Rivaroxaban for pediatric patients suffering a venous thromboembolism

April 2020 ASH 2020 Vanessa Vernimmen

Results of the phase III EINSTEIN-Jr trial confirm that children with a venous thromboembolism can be safely and effectively treated with the direct oral anticoagulant rivaroxaban, when the formulation and dosing regimen is tailored to children from birth to age 17. Treatment of children with bodyweight-adjusted rivaroxaban regimens resulted in exposures similar to those previously observed in adults receiving 20 mg once daily dosing and the level of exposure was not related to the efficacy, bleeding, or adverse events.

Background

Venous thromboembolism (VTE) in children occurs with an increasing frequency leading to a substantial rise in the use of anticoagulant medications in the pediatric setting. To date, only one anticoagulant (dalteparin, a subcutaneously administered agent) is licensed for the use in children, and solid evidence supporting the use of anticoagulants in children is lacking. While several direct oral anticoagulants (DOACs) have been licensed and are widely used in adults, none of these agents have been licensed for children and child-appropriate formulations are not commercially available. Expanding the use of a drug from adults to children is complicated. One reason is the enormous differential in body size between a newborn baby and an adult-sized teen. In addition, children metabolize drugs differently than adults, which can necessitate giving two to three smaller doses over the course of a day rather than a single larger dose. The EINSTEIN-Jr. program is a comprehensive clinical development program aimed at providing data to support the use of rivaroxaban for children with VTE. The recently completed randomized EINSTEIN-Jr. phase 3 study showed similar efficacy and safety for rivaroxaban compared to standard anticoagulation for treatment of pediatric VTE. During ASH 2019, the results of the dose-exposure-response relationship of rivaroxaban in this study were presented.

Results

A total of 365 children were allocated to receive rivaroxaban in the following age groups: birth-<0.5 years (n=13); 0.5-<2 years (n=21); 2-<6 years (n=44); 6-<12 years (n=65); and 12-<18 years (N=173). Of these patients, 316 (94.3%) were evaluable for pharmacokinetic analyses.

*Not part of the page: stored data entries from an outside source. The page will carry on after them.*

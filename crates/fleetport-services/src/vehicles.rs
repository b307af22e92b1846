//! Vehicle lookups and edits outside the import/export pipelines.

use chrono::{NaiveDate, Utc};
use std::sync::Arc;
use validator::ValidateEmail;

use fleetport_core::models::{calendar_age, Page, Vehicle, VehicleUpdate};
use fleetport_core::AppError;
use fleetport_db::VehicleStore;

pub const DEFAULT_PAGE_SIZE: u32 = 10;
pub const MAX_PAGE_SIZE: u32 = 100;

pub struct VehicleService {
    store: Arc<dyn VehicleStore>,
    fixed_today: Option<NaiveDate>,
}

impl VehicleService {
    pub fn new(store: Arc<dyn VehicleStore>) -> Self {
        Self {
            store,
            fixed_today: None,
        }
    }

    pub fn with_today(mut self, today: NaiveDate) -> Self {
        self.fixed_today = Some(today);
        self
    }

    fn today(&self) -> NaiveDate {
        self.fixed_today.unwrap_or_else(|| Utc::now().date_naive())
    }

    /// The stored age is as of the day the row was written.
    fn with_current_age(&self, mut vehicle: Vehicle) -> Vehicle {
        vehicle.age_of_vehicle = calendar_age(vehicle.manufactured_date, self.today());
        vehicle
    }

    /// `page` starts at 1. Out-of-range values are clamped rather than rejected.
    #[tracing::instrument(skip(self))]
    pub async fn list(&self, page: u32, page_size: u32) -> Result<Page<Vehicle>, AppError> {
        let page = page.max(1);
        let page_size = page_size.clamp(1, MAX_PAGE_SIZE);
        let offset = (i64::from(page) - 1) * i64::from(page_size);

        let (data, total) = self
            .store
            .list_page(offset, i64::from(page_size))
            .await?;

        Ok(Page {
            data: data.into_iter().map(|v| self.with_current_age(v)).collect(),
            total,
            page,
            page_size,
        })
    }

    #[tracing::instrument(skip(self))]
    pub async fn find_by_vin(&self, vin: &str) -> Result<Vehicle, AppError> {
        self.store
            .find_by_vin(vin)
            .await?
            .map(|v| self.with_current_age(v))
            .ok_or_else(|| AppError::NotFound(format!("Vehicle with VIN {} not found", vin)))
    }

    #[tracing::instrument(skip(self))]
    pub async fn search_by_model(&self, model: &str) -> Result<Vec<Vehicle>, AppError> {
        let model = model.trim();
        if model.is_empty() {
            return Err(AppError::InvalidInput(
                "Search keyword must not be empty".to_string(),
            ));
        }
        let found = self.store.search_by_model(model).await?;
        Ok(found.into_iter().map(|v| self.with_current_age(v)).collect())
    }

    /// Applies a partial update and returns the stored result. The age is
    /// recomputed whenever the manufacture date changes.
    #[tracing::instrument(skip(self, changes))]
    pub async fn update(&self, vin: &str, mut changes: VehicleUpdate) -> Result<Vehicle, AppError> {
        if changes.is_empty() {
            return Err(AppError::InvalidInput("No fields to update".to_string()));
        }
        if let Some(email) = &changes.email {
            if !email.validate_email() {
                return Err(AppError::InvalidInput(format!("Invalid email: {}", email)));
            }
        }

        changes.age_of_vehicle = None;
        if let Some(date) = changes.manufactured_date {
            let today = self.today();
            if date > today {
                return Err(AppError::InvalidInput(format!(
                    "manufactured_date {} is in the future",
                    date
                )));
            }
            changes.age_of_vehicle = Some(calendar_age(date, today));
        }

        let affected = self.store.update(vin, &changes).await?;
        if affected == 0 {
            return Err(AppError::NotFound(format!(
                "Vehicle with VIN {} not found",
                vin
            )));
        }

        tracing::info!(vin = %vin, "Vehicle updated");
        self.find_by_vin(vin).await
    }

    /// Deletes by numeric id and returns the record as it was.
    #[tracing::instrument(skip(self))]
    pub async fn remove_by_id(&self, id: i64) -> Result<Vehicle, AppError> {
        let vehicle = self
            .store
            .find_by_id(id)
            .await?
            .ok_or_else(|| AppError::NotFound(format!("Vehicle with id {} not found", id)))?;

        self.store.delete(&vehicle).await?;
        tracing::info!(id, vin = %vehicle.vin, "Vehicle deleted");

        Ok(self.with_current_age(vehicle))
    }
}

#[cfg(test)]
mod tests {
    use super::*;
    use fleetport_core::models::NewVehicle;
    use fleetport_db::MemoryVehicleStore;

    fn today() -> NaiveDate {
        NaiveDate::from_ymd_opt(2024, 6, 15).unwrap()
    }

    async fn service_with(vins: &[&str]) -> (VehicleService, Arc<MemoryVehicleStore>) {
        let store = Arc::new(MemoryVehicleStore::new());
        for (i, vin) in vins.iter().enumerate() {
            store
                .insert(&NewVehicle {
                    first_name: "Ada".into(),
                    last_name: "Lovelace".into(),
                    email: "ada@example.com".into(),
                    car_make: "Toyota".into(),
                    car_model: if i % 2 == 0 { "Corolla" } else { "Camry" }.into(),
                    vin: vin.to_string(),
                    manufactured_date: NaiveDate::from_ymd_opt(2020, 1, 1).unwrap(),
                    age_of_vehicle: 4,
                })
                .await
                .unwrap();
        }
        (
            VehicleService::new(store.clone()).with_today(today()),
            store,
        )
    }

    #[tokio::test]
    async fn list_pages_and_clamps_size() {
        let (service, _) = service_with(&["A", "B", "C"]).await;

        let page = service.list(2, 2).await.unwrap();
        assert_eq!(page.total, 3);
        assert_eq!(page.data.len(), 1);
        assert_eq!(page.data[0].vin, "C");

        let page = service.list(0, 1000).await.unwrap();
        assert_eq!(page.page, 1);
        assert_eq!(page.page_size, MAX_PAGE_SIZE);
    }

    #[tokio::test]
    async fn update_recomputes_age() {
        let (service, _) = service_with(&["A"]).await;

        let changes = VehicleUpdate {
            manufactured_date: NaiveDate::from_ymd_opt(2014, 7, 1),
            age_of_vehicle: Some(99),
            ..Default::default()
        };
        let updated = service.update("A", changes).await.unwrap();

        assert_eq!(updated.age_of_vehicle, 9);
        assert_eq!(updated.car_model, "Corolla");
    }

    #[tokio::test]
    async fn reads_report_age_as_of_today() {
        let (_, store) = service_with(&["A"]).await;
        let later = VehicleService::new(store.clone())
            .with_today(NaiveDate::from_ymd_opt(2030, 1, 1).unwrap());

        assert_eq!(later.find_by_vin("A").await.unwrap().age_of_vehicle, 10);
        assert_eq!(later.list(1, 10).await.unwrap().data[0].age_of_vehicle, 10);
        assert_eq!(later.search_by_model("corolla").await.unwrap()[0].age_of_vehicle, 10);
    }

    #[tokio::test]
    async fn update_unknown_vin_is_not_found() {
        let (service, _) = service_with(&[]).await;
        let changes = VehicleUpdate {
            car_model: Some("Yaris".into()),
            ..Default::default()
        };

        let err = service.update("missing", changes).await.unwrap_err();
        assert!(matches!(err, AppError::NotFound(_)));
    }

    #[tokio::test]
    async fn update_rejects_empty_and_invalid_changes() {
        let (service, _) = service_with(&["A"]).await;

        let err = service.update("A", VehicleUpdate::default()).await.unwrap_err();
        assert!(matches!(err, AppError::InvalidInput(_)));

        let changes = VehicleUpdate {
            email: Some("nope".into()),
            ..Default::default()
        };
        let err = service.update("A", changes).await.unwrap_err();
        assert!(matches!(err, AppError::InvalidInput(_)));
    }

    #[tokio::test]
    async fn remove_by_id_returns_deleted_vehicle() {
        let (service, store) = service_with(&["A", "B"]).await;
        let a = service.find_by_vin("A").await.unwrap();

        let removed = service.remove_by_id(a.id).await.unwrap();
        assert_eq!(removed.vin, "A");
        assert_eq!(store.len(), 1);

        let err = service.remove_by_id(a.id).await.unwrap_err();
        assert!(matches!(err, AppError::NotFound(_)));
    }

    #[tokio::test]
    async fn search_is_case_insensitive() {
        let (service, _) = service_with(&["A", "B", "C"]).await;

        let found = service.search_by_model("camry").await.unwrap();
        assert_eq!(found.len(), 1);
        assert_eq!(found[0].vin, "B");

        assert!(service.search_by_model("  ").await.is_err());
    }
}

Rivaroxaban treatment with tablets or the newly-developed granules-for-oral suspension formulation was bodyweight-adjusted and administered once daily, twice daily, or thrice daily for children with bodyweights of ≥30, 12-<30, and <12kg, respectively. In children weighing <12kg, the lower range of the adult exposure range was targeted to avoid excessive concentrations at the end of the dosing interval. Previously, these regimens were confirmed for children weighing ≥20kg but only predicted in those <20kg. A total of 121 (38.3%) children received the rivaroxaban tablet formulation, while 195 (61.7%) were treated with the suspension formulation.

Symptomatic recurrent VTE occurred in 2 children (0.6%) during rivaroxaban treatment. Repeat imaging outcomes in the asymptomatic children were classified as normalized in 124 (39.2%) and improved in 125 (39.6%) patients. In 16 patients (5.1%), no relevant changes were seen, while in 1 patient (0.3%) the situation deteriorated. In 48 children (15.2%) the result of repeat imaging was uncertain. No major bleeding events occurred with rivaroxaban treatment, whereas clinically relevant non-major bleeding and trivial bleeding were observed in 10 (3.2%) and 111 (35.1%) children, respectively.

With respect to the dose-exposure relationship, the vast majority of the individual values were within the 5th-95th percentile for AUC(0-24)ss, Cmax,ss and Ctrough,ss (see slide 4). With respect to exposure-response relationship, no clustering was observed for any of the PK parameters with respect to efficacy, bleeding (see slide 5), or adverse event outcomes. The results were similar for the tablet and suspension formulation.

Conclusions

Children treated with rivaroxaban had similar rates of recurrent VTE and clinically relevant bleeding as those receiving standard pediatric anticoagulation therapy. The study’s dosing protocols were found to result in a similar level of exposure and similar outcomes in terms of efficacy, bleeding, and adverse events compared to adults receiving a 20 mg tablet of rivaroxaban daily. Imaging results indicated that VTE was stabilized or improved in about 80% of children taking rivaroxaban, while only 0.6% experienced symptomatic recurrent VTE. Based on this analysis the investigators conclude that bodyweight-adjusted pediatric rivaroxaban regimens with either tablets or suspension are validated and provide a new alternative treatment option for VTE in children.

Reference

Young G, et al. Rivaroxaban for Treatment of Pediatric Venous Thromboembolism. an Einstein-Jr Phase 3 Dose-Exposure-Response Evaluation. Presented at ASH 2019; Abstract 164.